- 24 May 2017 8:50 AM
“The United States again urges the Government of Hungary to suspend implementation of its amended higher education law, which places discriminatory, onerous requirements on U.S.-accredited institutions in Hungary and threatens academic freedom and independence,” the statement by Heather Nauert, a spokeswoman, said.
It urges the Hungarian government “to engage directly” with affected institutions to find a resolution that allows them to continue to function freely and provide greater educational opportunity for the citizens of Hungary and the region.
The statement was issued in connection with Hungary’s package of amendments to the higher education law parliament passed last month.
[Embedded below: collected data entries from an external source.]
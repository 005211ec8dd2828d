//! Broker transport
//!
//! The core sees the broker through two seams: the [`Transport`] trait for
//! writes, and a channel of [`BrokerEvent`]s for connection lifecycle. The
//! MQTT implementation lives in [`mqtt`].

use thiserror::Error;

pub mod mqtt;

/// Write side of the broker connection
///
/// Publishes are fire-and-forget: a successful return means the message was
/// handed to the client, not that the broker acknowledged it.
#[async_trait::async_trait]
pub trait Transport: Send + Sync {
    type Error: std::error::Error + Send + Sync + 'static;

    /// Publish a payload to the given topic
    async fn publish(&self, topic: &str, payload: Vec<u8>, retain: bool)
        -> Result<(), Self::Error>;
}

/// Connection lifecycle notifications
#[derive(Debug, Clone, PartialEq)]
pub enum BrokerEvent {
    /// Broker accepted the connection
    Connected,
    /// Broker ended the session
    Closed(String),
    /// Network connection to the broker was lost
    Offline(String),
    /// Protocol, TLS or authentication failure
    Error(String),
}

impl BrokerEvent {
    /// Lifecycle error for events that end the process, `None` for `Connected`
    pub fn into_terminal(self) -> Option<BrokerLifecycleError> {
        match self {
            BrokerEvent::Connected => None,
            BrokerEvent::Closed(reason) => Some(BrokerLifecycleError::Closed(reason)),
            BrokerEvent::Offline(reason) => Some(BrokerLifecycleError::Offline(reason)),
            BrokerEvent::Error(reason) => Some(BrokerLifecycleError::Error(reason)),
        }
    }
}

/// Fatal broker condition; there is no reconnection
#[derive(Debug, Clone, Error, PartialEq)]
pub enum BrokerLifecycleError {
    #[error("Broker connection closed: {0}")]
    Closed(String),
    #[error("Broker offline: {0}")]
    Offline(String),
    #[error("Broker protocol error: {0}")]
    Error(String),
}

#[cfg(test)]
mod tests {
    use super::*;

    #[test]
    fn test_connected_is_not_terminal() {
        assert_eq!(BrokerEvent::Connected.into_terminal(), None);
    }

    #[test]
    fn test_lifecycle_events_are_terminal() {
        assert_eq!(
            BrokerEvent::Closed("bye".to_string()).into_terminal(),
            Some(BrokerLifecycleError::Closed("bye".to_string()))
        );
        assert_eq!(
            BrokerEvent::Offline("reset".to_string()).into_terminal(),
            Some(BrokerLifecycleError::Offline("reset".to_string()))
        );
        assert_eq!(
            BrokerEvent::Error("refused".to_string()).into_terminal(),
            Some(BrokerLifecycleError::Error("refused".to_string()))
        );
    }
}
The law stipulates that foreign universities operating in Hungary must also pursue educational activities in their country of origin and an intergovernmental contract should be signed to regulate their operations.
The Central European University, founded by US financier George Soros, said the new legislation would make its continued operation in Budapest impossible.
The Hungarian government has an interest in reaching an agreement on the Central European University, the press chief of Hungary’s foreign ministry said in response to the US statement.
It is particularly regrettable that the US federal government provides no support for this endeavour, Tamás Menczer said, noting that there had been three Hungarian-US educational agreements concluded by the two governments in previous decades.
He said that Hungary’s chief negotiator appointed by the prime minister had been waiting to receive an official US response to a proposed schedule for talks for more than three weeks.
“A press release is far from being an official diplomatic response,” he said.
Menczer said that academic freedom and the independence of universities is not threatened by anyone in Hungary.
The recently passed amendment to the higher education law is not discriminative, with no concern raised by the affected Chinese, Malaysian or Thai universities or the ambassadors of the three countries, he said.
The press chief said that two of the three affected US-registered universities showed willingness to cooperate in finding a solution.